La fragmentación de los dolientes, tan específica y exponencial como la puesta en cámara, también apunta a una brecha humanística que deja de ser exclusiva de las rivalidades fraternales para desbordar su ponzoña en el entorno social y ponerse de manifiesto, por ejemplo, en los muy reprobables vicios de tránsito con los que los personajes de Puiu y sus vecinos ilustran el color callejero de ese mundo que existe, por momentos, fuera del claustro funerario.

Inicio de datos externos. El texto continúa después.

//! Scheduler loop - sole owner of the buffer, the timer and the sink
//!
//! States:
//! - Idle: buffer empty, `timer` is `None`
//! - Armed: buffer non-empty, `timer` counts down from the first buffered byte
//!
//! Callers never touch this state; they hand commands over a rendezvous
//! channel and wait for the loop's acknowledgement.

use std::pin::Pin;
use std::sync::Arc;

use contracts::{ByteSink, ClosePolicy, DrainTrigger, SinkError};
use tokio::sync::{mpsc, oneshot};
use tokio::time::{self, Duration, Instant, Sleep};
use tracing::{debug, error, info, instrument, warn};

use crate::metrics::WriterMetrics;

/// Message from a caller into the loop
pub(crate) enum Command {
    /// Append to the buffer; the ack carries the Last Error seen at that moment
    Write {
        data: Vec<u8>,
        ack: oneshot::Sender<Option<SinkError>>,
    },
    /// Drain now; acked on receipt, before the drain runs
    Flush { ack: oneshot::Sender<()> },
    /// Stop the loop
    Close,
}

/// What woke the loop up
enum Event {
    Expired,
    Command(Option<Command>),
}

/// A running coalescing window
struct ArmedTimer {
    sleep: Pin<Box<Sleep>>,
    since: Instant,
}

pub(crate) struct SchedulerLoop<S> {
    name: String,
    sink: S,
    rx: mpsc::Receiver<Command>,
    interval: Duration,
    close_policy: ClosePolicy,
    buffer: Vec<u8>,
    // Some iff buffer is non-empty
    timer: Option<ArmedTimer>,
    last_error: Option<SinkError>,
    metrics: Arc<WriterMetrics>,
}

impl<S: ByteSink> SchedulerLoop<S> {
    pub(crate) fn new(
        name: String,
        sink: S,
        rx: mpsc::Receiver<Command>,
        interval: Duration,
        close_policy: ClosePolicy,
        metrics: Arc<WriterMetrics>,
    ) -> Self {
        Self {
            name,
            sink,
            rx,
            interval,
            close_policy,
            buffer: Vec::new(),
            timer: None,
            last_error: None,
            metrics,
        }
    }

    /// Run until a close command arrives or every sender is dropped.
    ///
    /// Returns the Last Error accumulated over the writer's lifetime.
    #[instrument(
        name = "slow_writer_loop",
        skip(self),
        fields(writer = %self.name, sink = %self.sink.name(), interval_ms = self.interval.as_millis() as u64)
    )]
    pub(crate) async fn run(mut self) -> Option<SinkError> {
        debug!("Scheduler loop started");

        loop {
            match self.next_event().await {
                Event::Expired => self.drain(DrainTrigger::Timer).await,
                Event::Command(Some(Command::Write { data, ack })) => self.accept(data, ack),
                Event::Command(Some(Command::Flush { ack })) => {
                    // A dropped receiver means the caller gave up waiting; the request still stands.
                    let _ = ack.send(());
                    self.metrics.inc_flush_requests();
                    observability::record_flush_request(&self.name);
                    self.drain(DrainTrigger::Flush).await;
                }
                Event::Command(Some(Command::Close)) => {
                    debug!("Close requested");
                    break;
                }
                Event::Command(None) => {
                    debug!("All writer handles dropped");
                    break;
                }
            }
        }

        self.shutdown().await;
        self.last_error
    }

    async fn next_event(&mut self) -> Event {
        match self.timer.as_mut() {
            None => Event::Command(self.rx.recv().await),
            Some(armed) => tokio::select! {
                // Timer first: a steady stream of writes must not push an overdue drain back.
                biased;
                () = armed.sleep.as_mut() => Event::Expired,
                command = self.rx.recv() => Event::Command(command),
            },
        }
    }

    fn accept(&mut self, data: Vec<u8>, ack: oneshot::Sender<Option<SinkError>>) {
        let len = data.len();
        if len > 0 {
            if self.buffer.is_empty() {
                self.arm();
                // First chunk of a window becomes the buffer as-is.
                self.buffer = data;
            } else {
                self.buffer.extend_from_slice(&data);
            }
        }

        self.metrics.inc_write(len);
        self.metrics.set_buffered_bytes(self.buffer.len());
        observability::record_write(&self.name, len);
        observability::record_buffered_bytes(&self.name, self.buffer.len());

        let _ = ack.send(self.last_error.clone());
    }

    /// Open a coalescing window; later writes never move its deadline.
    fn arm(&mut self) {
        self.timer = Some(ArmedTimer {
            sleep: Box::pin(time::sleep(self.interval)),
            since: Instant::now(),
        });
    }

    /// Hand the whole buffer to the sink in one call, then clear it.
    ///
    /// No-op while idle. Failures land in `last_error` and never stop the loop.
    async fn drain(&mut self, trigger: DrainTrigger) {
        // Dropping the timer cancels it, so no stale expiry can follow.
        let Some(armed) = self.timer.take() else {
            return;
        };

        let expected = self.buffer.len();
        let window_ms = armed.since.elapsed().as_secs_f64() * 1000.0;

        let result = match self.sink.write(&self.buffer).await {
            Ok(written) if written < expected => Err(SinkError::ShortWrite {
                sink_name: self.sink.name().to_string(),
                written,
                expected,
            }),
            Ok(_) => Ok(()),
            Err(e) => Err(e),
        };
        self.buffer.clear();
        self.metrics.set_buffered_bytes(0);
        observability::record_buffered_bytes(&self.name, 0);
        observability::record_drain(&self.name, trigger, expected, window_ms, result.is_ok());

        match result {
            Ok(()) => {
                self.metrics.inc_drain(expected);
                debug!(
                    writer = %self.name,
                    trigger = %trigger,
                    bytes = expected,
                    window_ms,
                    "Buffer drained"
                );
            }
            Err(e) => {
                self.metrics.inc_failure_count();
                error!(
                    writer = %self.name,
                    trigger = %trigger,
                    bytes = expected,
                    error = %e,
                    "Drain failed"
                );
                self.last_error = Some(e);
            }
        }
    }

    async fn shutdown(&mut self) {
        match self.close_policy {
            ClosePolicy::Drain => self.drain(DrainTrigger::Close).await,
            ClosePolicy::Discard => {
                if self.timer.take().is_some() {
                    let discarded = self.buffer.len();
                    self.buffer.clear();
                    self.metrics.add_discarded(discarded);
                    self.metrics.set_buffered_bytes(0);
                    observability::record_discarded(&self.name, discarded);
                    warn!(
                        writer = %self.name,
                        bytes = discarded,
                        "Writer closed with undrained data, discarding"
                    );
                }
            }
        }

        info!(
            writer = %self.name,
            failed = self.last_error.is_some(),
            "Scheduler loop stopped"
        );
    }
}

A pesar de ello, esta separación es necesaria para que los más afortunados puedan encontrarse de nuevo, reunidos alrededor del comedor una vez que ha bajado el aire denso de las exequias y sosteniendo su incredulidad ante el padre reencarnado en un traje sastre, posicionado por fin en la cabecera de la mesa, para dispensar los sagrados alimentos —de seguro fríos por la larga espera— que nos unen felizmente en el rito primigenio e infinito de comer entre los nuestros.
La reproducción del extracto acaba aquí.